The bigger the dispute, the broader the brush. So if you come to the adjudicator with umpteen heads of claim in one go and expect to be all done in that 28-day timetable, don’t whinge if you think the outcome is a tad skewwhiff.

The adjudicator’s job is to do broad justice between the parties. If there are lever arch files by the yard and quarrels by the mile, it’s ever so likely the adjudicator will be covering the bumf with not quite the thoroughness of a code breaker at Bletchley Park. Broad brush is what you get. Mistakes too. Analysis askew, stuff of argument easily missed.

Redwing Construction Ltd came to adjudication about its major apartment conversion in Westminster with developer Charles Wishart. It wasn’t quite a multi-headed-boxes-of-files dispute, but it did result in the second adjudicator not really knowing what the first adjudicator decided and it did contain mistakes, which the court had to fathom whether it would allow the adjudicator to correct. Some of you know this as the slip rule.

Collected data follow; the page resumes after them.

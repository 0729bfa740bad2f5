//! Device actuators: one LED and one speaker.
//!
//! [`Panel`] interprets `LED` and `BEEP` frames and reports the resulting
//! actuator state through an [`Indicator`]. Timing is deadline based:
//! the owner asks for [`Panel::next_deadline`], sleeps until it, and calls
//! [`Panel::poll`].

use std::time::Duration;

use tokio::time::Instant;

use super::timer::{ScheduledTask, earliest};
use crate::protocol::{LedState, ServerFrame, ToneStep};

/// Index of the only LED and the only speaker the panel drives.
pub const ACTUATOR_INDEX: u8 = 1;

/// Output side of the panel.
pub trait Indicator: Send {
    /// LED turned on or off.
    fn led(&mut self, on: bool);

    /// Reported tone, `0` for silence. Called whether or not audio is
    /// muted.
    fn tone(&mut self, frequency: u32);

    /// Local audio output, `0` to stop. Only called while unmuted, plus
    /// once with `0` when muting.
    fn speaker(&mut self, _frequency: u32) {}

    /// Connection state changed.
    fn connected(&mut self, _connected: bool) {}
}

#[derive(Debug, Default)]
struct Speaker {
    steps: Vec<ToneStep>,
    cursor: usize,
    repeat: u32,
    current: u32,
    next: ScheduledTask,
}

/// LED + speaker state machine.
#[derive(Debug)]
pub struct Panel<I> {
    indicator: I,
    led_on: bool,
    led_off: ScheduledTask,
    speaker: Speaker,
    muted: bool,
}

impl<I: Indicator> Panel<I> {
    /// Creates a panel with the LED off and the speaker silent.
    pub fn new(indicator: I, muted: bool) -> Self {
        Self {
            indicator,
            led_on: false,
            led_off: ScheduledTask::new(),
            speaker: Speaker::default(),
            muted,
        }
    }

    /// The indicator the panel reports to.
    pub fn indicator(&self) -> &I {
        &self.indicator
    }

    /// Current LED state.
    pub fn led_on(&self) -> bool {
        self.led_on
    }

    /// Tone currently playing, `0` for silence.
    pub fn tone(&self) -> u32 {
        self.speaker.current
    }

    /// Whether local audio is muted.
    pub fn is_muted(&self) -> bool {
        self.muted
    }

    /// Applies an actuation frame. Returns `false` for frames the panel
    /// does not handle.
    pub fn apply(&mut self, frame: &ServerFrame, now: Instant) -> bool {
        match frame {
            ServerFrame::Led {
                index: ACTUATOR_INDEX,
                state,
                duration_ms,
            } => {
                self.set_led(*state, duration_ms.unwrap_or(0), now);
                true
            }
            ServerFrame::Beep {
                index: ACTUATOR_INDEX,
                repeat,
                steps,
            } => {
                self.start_beep(*repeat, steps.clone(), now);
                true
            }
            _ => false,
        }
    }

    /// Sets the LED. Turning it on with a positive duration schedules an
    /// auto-off; any earlier auto-off is cancelled.
    pub fn set_led(&mut self, state: LedState, duration_ms: u64, now: Instant) {
        self.led_off.cancel();
        self.write_led(state.is_on());
        if state.is_on() && duration_ms > 0 {
            self.led_off
                .schedule(now + Duration::from_millis(duration_ms));
        }
    }

    /// Starts a tone sequence, replacing whatever was playing.
    ///
    /// The sequence plays `repeat` times; a repeat of `0` plays it once.
    pub fn start_beep(&mut self, repeat: u32, steps: Vec<ToneStep>, now: Instant) {
        self.speaker.next.cancel();
        self.speaker.steps = steps;
        self.speaker.cursor = 0;
        self.speaker.repeat = repeat;
        self.play_step(now);
    }

    /// Local button press: cancels every timer, turns the LED off and
    /// silences the speaker.
    pub fn press(&mut self) {
        self.led_off.cancel();
        self.write_led(false);
        self.reset_speaker();
    }

    /// Mutes or unmutes local audio. The reported tone is unaffected.
    pub fn set_muted(&mut self, muted: bool) {
        self.muted = muted;
        if muted {
            self.indicator.speaker(0);
        }
    }

    /// Reports a connection state change.
    pub fn set_connected(&mut self, connected: bool) {
        self.indicator.connected(connected);
    }

    /// Earliest pending deadline.
    pub fn next_deadline(&self) -> Option<Instant> {
        earliest(self.led_off.deadline(), self.speaker.next.deadline())
    }

    /// Fires the deadlines due at `now`. Plays at most one tone step per
    /// call; if the next step is already due, [`Panel::next_deadline`]
    /// reports it and the owner polls again.
    pub fn poll(&mut self, now: Instant) {
        if self.led_off.take_due(now).is_some() {
            self.write_led(false);
        }
        // Each step is scheduled from the previous deadline, not from
        // `now`, so a late poll does not stretch the sequence.
        if let Some(at) = self.speaker.next.take_due(now) {
            self.play_step(at);
        }
    }

    fn play_step(&mut self, now: Instant) {
        if self.speaker.cursor >= self.speaker.steps.len() {
            if self.speaker.repeat > 0 {
                self.speaker.repeat -= 1;
            }
            if self.speaker.repeat == 0 {
                self.finish_sequence();
                return;
            }
            self.speaker.cursor = 0;
        }
        let Some(step) = self.speaker.steps.get(self.speaker.cursor).copied() else {
            self.finish_sequence();
            return;
        };
        self.start_note(step.frequency);
        self.speaker
            .next
            .schedule(now + Duration::from_millis(step.duration_ms));
        self.speaker.cursor += 1;
    }

    fn finish_sequence(&mut self) {
        self.speaker.next.cancel();
        if self.speaker.current != 0 {
            self.start_note(0);
        }
    }

    fn reset_speaker(&mut self) {
        self.speaker.next.cancel();
        self.speaker.steps.clear();
        self.speaker.cursor = 0;
        self.speaker.repeat = 0;
        self.start_note(0);
    }

    fn start_note(&mut self, frequency: u32) {
        self.speaker.current = frequency;
        if !self.muted {
            self.indicator.speaker(frequency);
        }
        self.indicator.tone(frequency);
    }

    fn write_led(&mut self, on: bool) {
        self.led_on = on;
        self.indicator.led(on);
    }
}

The contract document was JCT Prime Cost. I don’t see it used much, but it’s respectable. The idea was that Redwing would be paid actual cost expenditure, plus a fee, plus a site cost of £3,500 a week. The snag arose when the job ran umpteen weeks longer than planned and Redwing held its hand out for umpteen weeks at £3,500. Wishart disputed this and an adjudicator was called in. The notice of adjudication asked for an award of extension of time and an order that £3,500 be paid for each week of delay. The adjudication focused on why there ought, or ought not, to be an extension of time. The adjudicator decided the extension of time was 34 weeks at £3,500 a week. The adjudication ended and so far as can be seen Wishart paid up.

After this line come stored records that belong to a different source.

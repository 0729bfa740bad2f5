//! In-memory directory backend.

use std::collections::HashMap;
use std::path::Path;

use async_trait::async_trait;
use chrono::{DateTime, Utc};
use parking_lot::RwLock;

use super::DeviceDirectory;
use super::models::DirectorySeed;
use crate::domain::{Channel, DeviceRecord};
use crate::error::DirectoryError;

/// Directory held in process memory.
///
/// Used by tests and by deployments that describe their devices in a JSON
/// seed file instead of a database.
#[derive(Debug, Default)]
pub struct MemoryDirectory {
    devices: RwLock<HashMap<String, DeviceRecord>>,
    channels: RwLock<HashMap<String, Channel>>,
}

impl MemoryDirectory {
    /// Creates an empty directory.
    #[must_use]
    pub fn new() -> Self {
        Self::default()
    }

    /// Builds a directory from a parsed seed.
    #[must_use]
    pub fn from_seed(seed: DirectorySeed) -> Self {
        let dir = Self::new();
        for device in seed.devices {
            dir.insert_device(device);
        }
        for channel in seed.channels {
            dir.insert_channel(channel);
        }
        dir
    }

    /// Reads and parses a JSON seed file.
    ///
    /// # Errors
    ///
    /// Returns [`DirectoryError::Seed`] if the file cannot be read or is
    /// not a valid seed document.
    pub async fn load(path: &Path) -> Result<Self, DirectoryError> {
        let raw = tokio::fs::read_to_string(path)
            .await
            .map_err(|e| DirectoryError::Seed(format!("{}: {e}", path.display())))?;
        let seed: DirectorySeed = serde_json::from_str(&raw)
            .map_err(|e| DirectoryError::Seed(format!("{}: {e}", path.display())))?;
        tracing::info!(
            path = %path.display(),
            devices = seed.devices.len(),
            channels = seed.channels.len(),
            "loaded directory seed"
        );
        Ok(Self::from_seed(seed))
    }

    /// Inserts or replaces a device.
    pub fn insert_device(&self, device: DeviceRecord) {
        self.devices.write().insert(device.callsign.clone(), device);
    }

    /// Inserts or replaces a channel.
    pub fn insert_channel(&self, channel: Channel) {
        self.channels.write().insert(channel.id.clone(), channel);
    }

    /// Returns a copy of the stored device, including bookkeeping fields.
    #[must_use]
    pub fn device(&self, callsign: &str) -> Option<DeviceRecord> {
        self.devices.read().get(callsign).cloned()
    }
}

#[async_trait]
impl DeviceDirectory for MemoryDirectory {
    async fn lookup(&self, callsign: &str) -> Result<Option<DeviceRecord>, DirectoryError> {
        Ok(self.device(callsign))
    }

    async fn channel(&self, channel_id: &str) -> Result<Option<Channel>, DirectoryError> {
        Ok(self.channels.read().get(channel_id).cloned())
    }

    async fn record_checkin(
        &self,
        callsign: &str,
        firmware: Option<&str>,
        at: DateTime<Utc>,
    ) -> Result<(), DirectoryError> {
        if let Some(device) = self.devices.write().get_mut(callsign) {
            device.last_checkin = Some(at);
            device.last_firmware = firmware.map(str::to_string);
        }
        Ok(())
    }

    async fn record_interaction(
        &self,
        callsign: &str,
        at: DateTime<Utc>,
    ) -> Result<(), DirectoryError> {
        if let Some(device) = self.devices.write().get_mut(callsign) {
            device.last_interaction = Some(at);
        }
        Ok(())
    }
}

#[cfg(test)]
#[allow(clippy::panic)]
mod tests {
    use super::*;
    use crate::domain::{ChannelKind, ChannelSubscription};

    fn channel(id: &str, email: &str) -> Channel {
        Channel {
            id: id.to_string(),
            name: id.to_string(),
            kind: ChannelKind::Gmail,
            email: email.to_string(),
            commands: vec!["LED 1 ON 1000".to_string()],
        }
    }

    #[tokio::test]
    async fn lookup_and_channel() {
        let dir = MemoryDirectory::new();
        let mut device = DeviceRecord::new("W1AW");
        device.channels.push(ChannelSubscription::new("inbox"));
        dir.insert_device(device);
        dir.insert_channel(channel("inbox", "ops@example.com"));

        let Ok(Some(found)) = dir.lookup("W1AW").await else {
            panic!("device should be found");
        };
        assert_eq!(found.channels.len(), 1);
        assert!(matches!(dir.lookup("K1ABC").await, Ok(None)));
        assert!(matches!(dir.channel("inbox").await, Ok(Some(_))));
        assert!(matches!(dir.channel("missing").await, Ok(None)));
    }

    #[tokio::test]
    async fn bookkeeping_updates_record() {
        let dir = MemoryDirectory::new();
        dir.insert_device(DeviceRecord::new("W1AW"));
        let now = Utc::now();

        assert!(dir.record_checkin("W1AW", Some("abc"), now).await.is_ok());
        assert!(dir.record_interaction("W1AW", now).await.is_ok());
        // Unknown devices are ignored.
        assert!(dir.record_interaction("K1ABC", now).await.is_ok());

        let Some(device) = dir.device("W1AW") else {
            panic!("device should exist");
        };
        assert_eq!(device.last_checkin, Some(now));
        assert_eq!(device.last_firmware.as_deref(), Some("abc"));
        assert_eq!(device.last_interaction, Some(now));
    }

    #[test]
    fn seed_parses() {
        let json = r#"{
            "devices": [{"callsign": "W1AW", "channels": [{"id": "inbox"}], "expected_version": "v2"}],
            "channels": [{"id": "inbox", "name": "Inbox", "type": "gmail", "email": "ops@example.com", "commands": ["BEEP 1 1 440 100"]}]
        }"#;
        let Ok(seed) = serde_json::from_str::<DirectorySeed>(json) else {
            panic!("seed should parse");
        };
        let dir = MemoryDirectory::from_seed(seed);
        assert!(dir.device("W1AW").is_some());
        assert!(dir.channels.read().contains_key("inbox"));
    }

    #[tokio::test]
    async fn load_reports_missing_file() {
        let result = MemoryDirectory::load(Path::new("/definitely/not/here.json")).await;
        assert!(matches!(result, Err(DirectoryError::Seed(_))));
    }
}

But Redwing now came with a second adjudication. It was about the final account with numerous heads of claim. One was that the weekly compensation ought to be £3,857.70 rather than £3,500. Wishart’s legal team jumped on all that. It told the second adjudicator he couldn’t deal with such a claim because the first adjudicator had awarded £3,500 per week. The rule is that the key decisions of an adjudication bind all future adjudicators until a final tribunal (court or arbitrator) decides the matter afresh. Redwing countered by saying the first adjudicator had not decided any dispute about the weekly rate. But it was £3,500 that had been claimed and not argued. The second adjudicator pressed on. He revised the rate up to £3,857.70. Mr Wishart refused to pay.

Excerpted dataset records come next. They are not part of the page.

//! End-to-end tests: boot the gateway on an ephemeral port and talk to it
//! over real WebSocket and HTTP connections.

#![allow(clippy::panic, clippy::indexing_slicing)]

use std::net::SocketAddr;
use std::sync::Arc;
use std::time::Duration;

use async_trait::async_trait;
use base64::Engine;
use base64::engine::general_purpose::STANDARD;
use chrono::{DateTime, Utc};
use futures_util::{SinkExt, StreamExt};
use tokio::net::TcpStream;
use tokio_tungstenite::tungstenite::Message;
use tokio_tungstenite::{MaybeTlsStream, WebSocketStream, connect_async};

use notifier_gateway::app_state::AppState;
use notifier_gateway::directory::{DeviceDirectory, MemoryDirectory};
use notifier_gateway::domain::{
    Channel, ChannelKind, ChannelSubscription, DeviceRecord, ExpectedVersion, MailBus,
};
use notifier_gateway::error::DirectoryError;
use notifier_gateway::mail::MailWatchHub;
use notifier_gateway::server::{self, BackgroundTasks};
use notifier_gateway::session::ConnectionRegistry;

type Socket = WebSocketStream<MaybeTlsStream<TcpStream>>;

struct TestServer {
    addr: SocketAddr,
    registry: Arc<ConnectionRegistry>,
    _tasks: BackgroundTasks,
}

impl TestServer {
    async fn start() -> Self {
        Self::start_with(Duration::from_secs(5), Duration::from_secs(60)).await
    }

    async fn start_with(handshake_timeout: Duration, sweep_interval: Duration) -> Self {
        Self::start_on(Arc::new(seeded_directory()), handshake_timeout, sweep_interval).await
    }

    async fn start_on(
        directory: Arc<dyn DeviceDirectory>,
        handshake_timeout: Duration,
        sweep_interval: Duration,
    ) -> Self {
        let mail_watch = Arc::new(MailWatchHub::new(MailBus::new(64)));
        let registry = Arc::new(ConnectionRegistry::new());
        let state = AppState::new(
            Arc::clone(&registry),
            directory,
            mail_watch,
            handshake_timeout,
        );
        let tasks = BackgroundTasks::spawn(&state, sweep_interval);

        let Ok(listener) = tokio::net::TcpListener::bind("127.0.0.1:0").await else {
            panic!("bind failed");
        };
        let Ok(addr) = listener.local_addr() else {
            panic!("no local addr");
        };
        let app = server::build_app(state);
        tokio::spawn(server::serve(listener, app));

        Self {
            addr,
            registry,
            _tasks: tasks,
        }
    }

    fn url(&self, path: &str) -> String {
        format!("http://{}{path}", self.addr)
    }

    async fn connect(&self) -> Socket {
        let Ok((socket, _)) = connect_async(format!("ws://{}/ws", self.addr)).await else {
            panic!("websocket connect failed");
        };
        socket
    }

    /// Connects and completes a handshake, returning the session id.
    async fn connect_as(&self, callsign: &str) -> (Socket, String) {
        let mut socket = self.connect().await;
        send(&mut socket, &format!("HELLO {callsign}")).await;
        let welcome = recv_text(&mut socket).await;
        let Some(id) = welcome.strip_prefix("WELCOME ") else {
            panic!("expected WELCOME, got {welcome}");
        };
        (socket, id.to_string())
    }

    async fn wait_for_sessions(&self, expected: usize) {
        for _ in 0..100 {
            if self.registry.len().await == expected {
                return;
            }
            tokio::time::sleep(Duration::from_millis(10)).await;
        }
        panic!(
            "expected {expected} sessions, have {}",
            self.registry.len().await
        );
    }
}

fn seeded_directory() -> MemoryDirectory {
    let directory = MemoryDirectory::new();

    let mut alpha = DeviceRecord::new("ALPHA");
    alpha.channels = vec![
        ChannelSubscription::new("ops"),
        ChannelSubscription::new("alerts"),
    ];
    directory.insert_device(alpha);

    let mut bravo = DeviceRecord::new("BRAVO");
    bravo.channels = vec![ChannelSubscription::new("dev")];
    directory.insert_device(bravo);

    let mut pinned = DeviceRecord::new("PINNED");
    pinned.expected_version = ExpectedVersion::Version("fw-2".to_string());
    directory.insert_device(pinned);

    for (id, email, commands) in [
        ("ops", "ops@example.com", vec!["LED 1 ON 2000"]),
        ("alerts", "alerts@example.com", vec!["BEEP 1 1 440 100"]),
        ("dev", "dev@example.com", vec!["LED 1 ON 500"]),
    ] {
        directory.insert_channel(Channel {
            id: id.to_string(),
            name: id.to_string(),
            kind: ChannelKind::Gmail,
            email: email.to_string(),
            commands: commands.into_iter().map(str::to_string).collect(),
        });
    }
    directory
}

/// Directory whose `lookup` never completes for one callsign.
#[derive(Debug)]
struct StallingDirectory {
    inner: MemoryDirectory,
    stalls_on: &'static str,
}

#[async_trait]
impl DeviceDirectory for StallingDirectory {
    async fn lookup(&self, callsign: &str) -> Result<Option<DeviceRecord>, DirectoryError> {
        if callsign == self.stalls_on {
            std::future::pending::<()>().await;
        }
        self.inner.lookup(callsign).await
    }

    async fn channel(&self, channel_id: &str) -> Result<Option<Channel>, DirectoryError> {
        self.inner.channel(channel_id).await
    }

    async fn record_checkin(
        &self,
        callsign: &str,
        firmware: Option<&str>,
        at: DateTime<Utc>,
    ) -> Result<(), DirectoryError> {
        self.inner.record_checkin(callsign, firmware, at).await
    }

    async fn record_interaction(
        &self,
        callsign: &str,
        at: DateTime<Utc>,
    ) -> Result<(), DirectoryError> {
        self.inner.record_interaction(callsign, at).await
    }
}

async fn send(socket: &mut Socket, line: &str) {
    let Ok(()) = socket.send(Message::text(line.to_string())).await else {
        panic!("send failed");
    };
}

/// Next text frame, skipping pings.
async fn recv_text(socket: &mut Socket) -> String {
    loop {
        let next = tokio::time::timeout(Duration::from_secs(5), socket.next()).await;
        match next {
            Ok(Some(Ok(Message::Text(text)))) => return text.as_str().to_string(),
            Ok(Some(Ok(Message::Ping(_) | Message::Pong(_)))) => {}
            other => panic!("expected text frame, got {other:?}"),
        }
    }
}

/// Asserts the server closes the socket next.
async fn expect_close(socket: &mut Socket) {
    let next = tokio::time::timeout(Duration::from_secs(5), socket.next()).await;
    match next {
        Ok(Some(Ok(Message::Close(_))) | None | Some(Err(_))) => {}
        other => panic!("expected close, got {other:?}"),
    }
}

/// Asserts nothing arrives for a short while.
async fn expect_silence(socket: &mut Socket) {
    let next = tokio::time::timeout(Duration::from_millis(200), socket.next()).await;
    assert!(next.is_err(), "unexpected frame: {next:?}");
}

fn push_body(mailbox: &str, history_id: u64) -> serde_json::Value {
    let data = STANDARD.encode(format!(
        r#"{{"emailAddress":"{mailbox}","historyId":"{history_id}"}}"#
    ));
    serde_json::json!({
        "message": { "data": data, "messageId": "1" },
        "subscription": "projects/test/subscriptions/mail",
    })
}

#[tokio::test]
async fn unknown_callsign_is_rejected_and_unregistered() {
    let server = TestServer::start().await;
    let mut socket = server.connect().await;
    server.wait_for_sessions(1).await;

    send(&mut socket, "HELLO NOBODY").await;
    assert_eq!(recv_text(&mut socket).await, "ERROR device not known");
    expect_close(&mut socket).await;
    server.wait_for_sessions(0).await;
}

#[tokio::test]
async fn firmware_mismatch_gets_ota() {
    let server = TestServer::start().await;
    let mut socket = server.connect().await;
    send(&mut socket, "HELLO PINNED fw-1").await;
    assert_eq!(recv_text(&mut socket).await, "OTA fw-2");
    expect_close(&mut socket).await;

    let (_socket, _id) = server.connect_as("PINNED fw-2").await;
    server.wait_for_sessions(1).await;
}

#[tokio::test]
async fn known_device_is_welcomed_and_listed() {
    let server = TestServer::start().await;
    let (_a, id_a) = server.connect_as("ALPHA").await;
    let (_b, _id_b) = server.connect_as("BRAVO").await;
    server.wait_for_sessions(2).await;

    let Ok(resp) = reqwest::get(server.url("/api/v1/devices/connected")).await else {
        panic!("request failed");
    };
    assert_eq!(resp.status(), 200);
    let Ok(body) = resp.json::<serde_json::Value>().await else {
        panic!("invalid json");
    };
    assert_eq!(body["count"], 2);
    let sessions = body["sessions"].as_array().cloned().unwrap_or_default();
    assert!(
        sessions
            .iter()
            .any(|s| s["id"] == id_a.as_str() && s["callsign"] == "ALPHA")
    );
}

#[tokio::test]
async fn handshake_timeout_closes_socket() {
    let server = TestServer::start_with(Duration::from_millis(200), Duration::from_secs(60)).await;
    let mut socket = server.connect().await;
    assert_eq!(recv_text(&mut socket).await, "ERROR No handshake");
    expect_close(&mut socket).await;
    server.wait_for_sessions(0).await;
}

#[tokio::test]
async fn unknown_verbs_are_ignored() {
    let server = TestServer::start().await;
    let (mut socket, _) = server.connect_as("ALPHA").await;
    send(&mut socket, "DANCE wildly").await;
    send(&mut socket, "BUTTON 1").await;
    expect_silence(&mut socket).await;
    assert_eq!(server.registry.len().await, 1);
}

#[tokio::test]
async fn test_endpoint_targets_callsign() {
    let server = TestServer::start().await;
    let (mut alpha, _) = server.connect_as("ALPHA").await;
    let (mut bravo, _) = server.connect_as("BRAVO").await;

    let client = reqwest::Client::new();
    let Ok(resp) = client
        .post(server.url("/api/v1/devices/ALPHA/test"))
        .send()
        .await
    else {
        panic!("request failed");
    };
    assert_eq!(resp.status(), 200);

    assert_eq!(
        recv_text(&mut alpha).await,
        "BEEP 1 2 262 200 294 200 330 200 349 200 392 200 440 200 494 200 523 400 0 400"
    );
    assert_eq!(recv_text(&mut alpha).await, "LED 1 ON 5000");
    expect_silence(&mut bravo).await;

    let Ok(resp) = client
        .post(server.url("/api/v1/devices/NOBODY/test"))
        .send()
        .await
    else {
        panic!("request failed");
    };
    assert_eq!(resp.status(), 404);
}

#[tokio::test]
async fn mail_push_fans_out_to_subscribed_devices() {
    let server = TestServer::start().await;
    let (mut alpha, _) = server.connect_as("ALPHA").await;
    let (mut bravo, _) = server.connect_as("BRAVO").await;

    let client = reqwest::Client::new();
    let Ok(resp) = client
        .post(server.url("/api/v1/mail/notify"))
        .json(&push_body("ops@example.com", 7))
        .send()
        .await
    else {
        panic!("request failed");
    };
    assert_eq!(resp.status(), 200);
    let Ok(body) = resp.json::<serde_json::Value>().await else {
        panic!("invalid json");
    };
    assert_eq!(body["outcome"], "published");

    assert_eq!(recv_text(&mut alpha).await, "LED 1 ON 2000");
    expect_silence(&mut bravo).await;

    // Same history id again is a duplicate.
    let Ok(resp) = client
        .post(server.url("/api/v1/mail/notify"))
        .json(&push_body("ops@example.com", 7))
        .send()
        .await
    else {
        panic!("request failed");
    };
    let Ok(body) = resp.json::<serde_json::Value>().await else {
        panic!("invalid json");
    };
    assert_eq!(body["outcome"], "stale");
    expect_silence(&mut alpha).await;
}

#[tokio::test]
async fn malformed_push_is_rejected() {
    let server = TestServer::start().await;
    let client = reqwest::Client::new();
    let Ok(resp) = client
        .post(server.url("/api/v1/mail/notify"))
        .json(&serde_json::json!({ "message": { "data": "%%%" } }))
        .send()
        .await
    else {
        panic!("request failed");
    };
    assert_eq!(resp.status(), 400);
    let Ok(body) = resp.json::<serde_json::Value>().await else {
        panic!("invalid json");
    };
    assert_eq!(body["error"]["code"], 1002);
}

#[tokio::test]
async fn disconnect_all_closes_sessions() {
    let server = TestServer::start().await;
    let (mut alpha, _) = server.connect_as("ALPHA").await;
    let (mut bravo, _) = server.connect_as("BRAVO").await;
    server.wait_for_sessions(2).await;

    let client = reqwest::Client::new();
    let Ok(resp) = client
        .post(server.url("/api/v1/devices/disconnect-all"))
        .send()
        .await
    else {
        panic!("request failed");
    };
    let Ok(body) = resp.json::<serde_json::Value>().await else {
        panic!("invalid json");
    };
    assert_eq!(body["disconnected"], 2);
    expect_close(&mut alpha).await;
    expect_close(&mut bravo).await;
    server.wait_for_sessions(0).await;
}

#[tokio::test]
async fn silent_peer_is_swept() {
    let server = TestServer::start_with(Duration::from_secs(5), Duration::from_millis(200)).await;
    let (mut socket, _) = server.connect_as("ALPHA").await;
    server.wait_for_sessions(1).await;

    // Never reading means tungstenite never answers the ping.
    tokio::time::sleep(Duration::from_millis(700)).await;
    server.wait_for_sessions(0).await;
    let _ = socket.close(None).await;
}

#[tokio::test]
async fn health_and_keepalive() {
    let server = TestServer::start().await;
    let Ok(resp) = reqwest::get(server.url("/api/keepalive")).await else {
        panic!("request failed");
    };
    assert_eq!(resp.status(), 200);
    let Ok(body) = resp.json::<serde_json::Value>().await else {
        panic!("invalid json");
    };
    assert_eq!(body["status"], "ok");

    let Ok(resp) = reqwest::get(server.url("/health")).await else {
        panic!("request failed");
    };
    let Ok(body) = resp.json::<serde_json::Value>().await else {
        panic!("invalid json");
    };
    assert_eq!(body["status"], "healthy");
    assert_eq!(body["sessions"], 0);
}

#[tokio::test]
async fn slow_lookup_does_not_block_outbound_frames() {
    let directory = StallingDirectory {
        inner: seeded_directory(),
        stalls_on: "ALPHA",
    };
    let server =
        TestServer::start_on(Arc::new(directory), Duration::from_secs(5), Duration::from_secs(60))
            .await;
    let mut socket = server.connect().await;
    server.wait_for_sessions(1).await;
    send(&mut socket, "HELLO ALPHA").await;
    expect_silence(&mut socket).await;

    // The handshake is still waiting on the directory; the close queued by
    // a reset must reach the device anyway.
    assert_eq!(server.registry.reset().await, 1);
    expect_close(&mut socket).await;
    server.wait_for_sessions(0).await;
}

The rules are plain. No party can seek a further decision by an adjudicator on a dispute or difference if that dispute or difference has already been the subject of a decision by an adjudicator. Not only is the same dispute a no-go area, but “substantially the same dispute or difference” is also no-go.

The judge Mr Justice Akenhead gave helpful guidance. First determine what dispute was actually brought. It can be in wide terms or narrow (jurisdiction). Next see if the parties extended the jurisdiction during the adjudication. Then see what the adjudicator decided in relation first to the referred dispute then any arguable defence put up within jurisdiction. Now scrutinise the parts of the adjudicator’s decision which do not actually decide the dispute. It is only these parts which can come to any later adjudication. The adjudicator’s tangential remarks or opinion that is not part of the dispute are not jurisdictionally part of the decision.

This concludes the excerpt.